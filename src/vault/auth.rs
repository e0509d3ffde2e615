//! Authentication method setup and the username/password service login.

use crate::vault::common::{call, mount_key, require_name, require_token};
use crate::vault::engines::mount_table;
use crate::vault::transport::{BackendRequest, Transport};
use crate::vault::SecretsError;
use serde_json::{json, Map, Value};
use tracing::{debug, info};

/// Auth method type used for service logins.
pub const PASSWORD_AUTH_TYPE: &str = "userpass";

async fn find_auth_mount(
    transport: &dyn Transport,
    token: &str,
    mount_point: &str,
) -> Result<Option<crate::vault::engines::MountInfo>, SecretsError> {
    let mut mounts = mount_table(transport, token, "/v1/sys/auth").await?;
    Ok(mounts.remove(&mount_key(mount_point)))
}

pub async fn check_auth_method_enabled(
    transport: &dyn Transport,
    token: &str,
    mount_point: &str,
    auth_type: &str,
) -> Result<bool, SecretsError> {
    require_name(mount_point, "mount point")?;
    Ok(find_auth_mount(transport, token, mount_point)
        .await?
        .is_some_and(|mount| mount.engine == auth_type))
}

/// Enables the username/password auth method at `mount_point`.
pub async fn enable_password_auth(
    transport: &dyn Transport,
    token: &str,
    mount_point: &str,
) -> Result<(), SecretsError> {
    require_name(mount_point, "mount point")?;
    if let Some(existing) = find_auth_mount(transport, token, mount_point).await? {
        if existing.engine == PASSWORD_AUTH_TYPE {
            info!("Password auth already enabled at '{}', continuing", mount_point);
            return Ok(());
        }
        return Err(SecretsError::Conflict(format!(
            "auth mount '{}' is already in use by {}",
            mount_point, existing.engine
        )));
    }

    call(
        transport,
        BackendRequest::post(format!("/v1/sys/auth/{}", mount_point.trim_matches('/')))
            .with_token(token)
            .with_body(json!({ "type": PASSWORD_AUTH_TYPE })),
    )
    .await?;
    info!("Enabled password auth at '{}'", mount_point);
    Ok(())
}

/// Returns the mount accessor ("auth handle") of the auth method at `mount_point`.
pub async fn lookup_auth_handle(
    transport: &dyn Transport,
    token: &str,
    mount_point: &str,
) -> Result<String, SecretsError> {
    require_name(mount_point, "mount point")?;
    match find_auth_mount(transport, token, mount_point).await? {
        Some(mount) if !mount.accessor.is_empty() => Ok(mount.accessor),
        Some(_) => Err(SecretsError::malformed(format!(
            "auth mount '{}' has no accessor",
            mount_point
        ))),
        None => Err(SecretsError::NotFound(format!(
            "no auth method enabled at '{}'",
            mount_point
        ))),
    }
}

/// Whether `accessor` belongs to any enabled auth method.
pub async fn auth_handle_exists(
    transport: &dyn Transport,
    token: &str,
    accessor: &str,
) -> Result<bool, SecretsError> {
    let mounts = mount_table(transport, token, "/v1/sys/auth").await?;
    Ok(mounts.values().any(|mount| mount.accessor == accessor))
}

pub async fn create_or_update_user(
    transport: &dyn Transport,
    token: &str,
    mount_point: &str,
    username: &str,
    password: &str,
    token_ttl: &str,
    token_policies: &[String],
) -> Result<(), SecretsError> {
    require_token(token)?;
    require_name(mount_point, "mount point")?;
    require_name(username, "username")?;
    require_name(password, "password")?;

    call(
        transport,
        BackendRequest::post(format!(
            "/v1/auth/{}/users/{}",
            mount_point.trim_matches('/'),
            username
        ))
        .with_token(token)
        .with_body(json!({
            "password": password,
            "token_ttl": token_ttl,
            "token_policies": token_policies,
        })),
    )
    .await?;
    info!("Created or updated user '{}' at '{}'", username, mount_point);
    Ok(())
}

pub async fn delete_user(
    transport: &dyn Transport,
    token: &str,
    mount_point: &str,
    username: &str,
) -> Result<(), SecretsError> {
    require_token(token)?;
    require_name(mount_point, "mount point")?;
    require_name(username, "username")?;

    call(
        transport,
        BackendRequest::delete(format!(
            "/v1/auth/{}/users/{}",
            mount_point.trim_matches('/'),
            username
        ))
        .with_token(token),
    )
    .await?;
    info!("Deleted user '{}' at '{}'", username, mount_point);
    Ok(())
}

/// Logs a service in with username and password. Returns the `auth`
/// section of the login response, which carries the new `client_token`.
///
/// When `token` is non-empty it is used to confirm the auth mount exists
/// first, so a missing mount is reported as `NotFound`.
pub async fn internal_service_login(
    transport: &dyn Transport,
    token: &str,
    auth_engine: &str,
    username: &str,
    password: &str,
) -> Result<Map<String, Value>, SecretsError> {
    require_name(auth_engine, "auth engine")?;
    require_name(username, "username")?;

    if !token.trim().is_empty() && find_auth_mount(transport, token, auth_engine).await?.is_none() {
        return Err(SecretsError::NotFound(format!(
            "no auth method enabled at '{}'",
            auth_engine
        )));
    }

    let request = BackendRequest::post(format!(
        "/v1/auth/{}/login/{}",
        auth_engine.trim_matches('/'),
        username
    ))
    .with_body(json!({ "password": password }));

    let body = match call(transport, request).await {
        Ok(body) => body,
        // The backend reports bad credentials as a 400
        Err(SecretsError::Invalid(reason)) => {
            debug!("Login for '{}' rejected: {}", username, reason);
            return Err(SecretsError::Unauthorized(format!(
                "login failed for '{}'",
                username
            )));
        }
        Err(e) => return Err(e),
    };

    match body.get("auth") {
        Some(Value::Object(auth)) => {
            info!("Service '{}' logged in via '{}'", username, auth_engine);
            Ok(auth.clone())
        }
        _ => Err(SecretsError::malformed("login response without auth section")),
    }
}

========================================

### WHAT IS NEEDED
Exactly reproduce the entries in their entirety.

### RESPONSE
filename src/vault/auth.rs
repository e0509d3ffde2e615
//! Authentication method setup and the username/password service login.

use crate::vault::common::{call, mount_key, require_name, require_token};
use crate::vault::engines::mount_table;
use crate::vault::transport::{BackendRequest, Transport};
use crate::vault::SecretsError;
use serde_json::{json, Map, Value};
use tracing::{debug, info};

/// Auth method type used for service logins.
pub const PASSWORD_AUTH_TYPE: &str = "userpass";

async fn find_auth_mount(
    transport: &dyn Transport,
    token: &str,
    mount_point: &str,
) -> Result<Option<crate::vault::engines::MountInfo>, SecretsError> {
    let mut mounts = mount_table(transport, token, "/v1/sys/auth").await?;
    Ok(mounts.remove(&mount_key(mount_point)))
}

pub async fn check_auth_method_enabled(
    transport: &dyn Transport,
    token: &str,
    mount_point: &str,
    auth_type: &str,
) -> Result<bool, SecretsError> {
    require_name(mount_point, "mount point")?;
    Ok(find_auth_mount(transport, token, mount_point)
        .await?
        .is_some_and(|mount| mount.engine == auth_type))
}

/// Enables the username/password auth method at `mount_point`.
pub async fn enable_password_auth(
    transport: &dyn Transport,
    token: &str,
    mount_point: &str,
) -> Result<(), SecretsError> {
    require_name(mount_point, "mount point")?;
    if let Some(existing) = find_auth_mount(transport, token, mount_point).await? {
        if existing.engine == PASSWORD_AUTH_TYPE {
            info!("Password auth already enabled at '{}', continuing", mount_point);
            return Ok(());
        }
        return Err(SecretsError::Conflict(format!(
            "auth mount '{}' is already in use by {}",
            mount_point, existing.engine
        )));
    }

    call(
        transport,
        BackendRequest::post(format!("/v1/sys/auth/{}", mount_point.trim_matches('/')))
            .with_token(token)
            .with_body(json!({ "type": PASSWORD_AUTH_TYPE })),
    )
    .await?;
    info!("Enabled password auth at '{}'", mount_point);
    Ok(())
}

/// Returns the mount accessor ("auth handle") of the auth method at `mount_point`.
pub async fn lookup_auth_handle(
    transport: &dyn Transport,
    token: &str,
    mount_point: &str,
) -> Result<String, SecretsError> {
    require_name(mount_point, "mount point")?;
    match find_auth_mount(transport, token, mount_point).await? {
        Some(mount) if !mount.accessor.is_empty() => Ok(mount.accessor),
        Some(_) => Err(SecretsError::malformed(format!(
            "auth mount '{}' has no accessor",
            mount_point
        ))),
        None => Err(SecretsError::NotFound(format!(
            "no auth method enabled at '{}'",
            mount_point
        ))),
    }
}

/// Whether `accessor` belongs to any enabled auth method.
pub async fn auth_handle_exists(
    transport: &dyn Transport,
    token: &str,
    accessor: &str,
) -> Result<bool, SecretsError> {
    let mounts = mount_table(transport, token, "/v1/sys/auth").await?;
    Ok(mounts.values().any(|mount| mount.accessor == accessor))
}

pub async fn create_or_update_user(
    transport: &dyn Transport,
    token: &str,
    mount_point: &str,
    username: &str,
    password: &str,
    token_ttl: &str,
    token_policies: &[String],
) -> Result<(), SecretsError> {
    require_token(token)?;
    require_name(mount_point, "mount point")?;
    require_name(username, "username")?;
    require_name(password, "password")?;

    call(
        transport,
        BackendRequest::post(format!(
            "/v1/auth/{}/users/{}",
            mount_point.trim_matches('/'),
            username
        ))
        .with_token(token)
        .with_body(json!({
            "password": password,
            "token_ttl": token_ttl,
            "token_policies": token_policies,
        })),
    )
    .await?;
    info!("Created or updated user '{}' at '{}'", username, mount_point);
    Ok(())
}

pub async fn delete_user(
    transport: &dyn Transport,
    token: &str,
    mount_point: &str,
    username: &str,
) -> Result<(), SecretsError> {
    require_token(token)?;
    require_name(mount_point, "mount point")?;
    require_name(username, "username")?;

    call(
        transport,
        BackendRequest::delete(format!(
            "/v1/auth/{}/users/{}",
            mount_point.trim_matches('/'),
            username
        ))
        .with_token(token),
    )
    .await?;
    info!("Deleted user '{}' at '{}'", username, mount_point);
    Ok(())
}

/// Logs a service in with username and password. Returns the `auth`
/// section of the login response, which carries the new `client_token`.
///
/// When `token` is non-empty it is used to confirm the auth mount exists
/// first, so a missing mount is reported as `NotFound`.
pub async fn internal_service_login(
    transport: &dyn Transport,
    token: &str,
    auth_engine: &str,
    username: &str,
    password: &str,
) -> Result<Map<String, Value>, SecretsError> {
    require_name(auth_engine, "auth engine")?;
    require_name(username, "username")?;

    if !token.trim().is_empty() && find_auth_mount(transport, token, auth_engine).await?.is_none() {
        return Err(SecretsError::NotFound(format!(
            "no auth method enabled at '{}'",
            auth_engine
        )));
    }

    let request = BackendRequest::post(format!(
        "/v1/auth/{}/login/{}",
        auth_engine.trim_matches('/'),
        username
    ))
    .with_body(json!({ "password": password }));

    let body = match call(transport, request).await {
        Ok(body) => body,
        // The backend reports bad credentials as a 400
        Err(SecretsError::Invalid(reason)) => {
            debug!("Login for '{}' rejected: {}", username, reason);
            return Err(SecretsError::Unauthorized(format!(
                "login failed for '{}'",
                username
            )));
        }
        Err(e) => return Err(e),
    };

    match body.get("auth") {
        Some(Value::Object(auth)) => {
            info!("Service '{}' logged in via '{}'", username, auth_engine);
            Ok(auth.clone())
        }
        _ => Err(SecretsError::malformed("login response without auth section")),
    }
}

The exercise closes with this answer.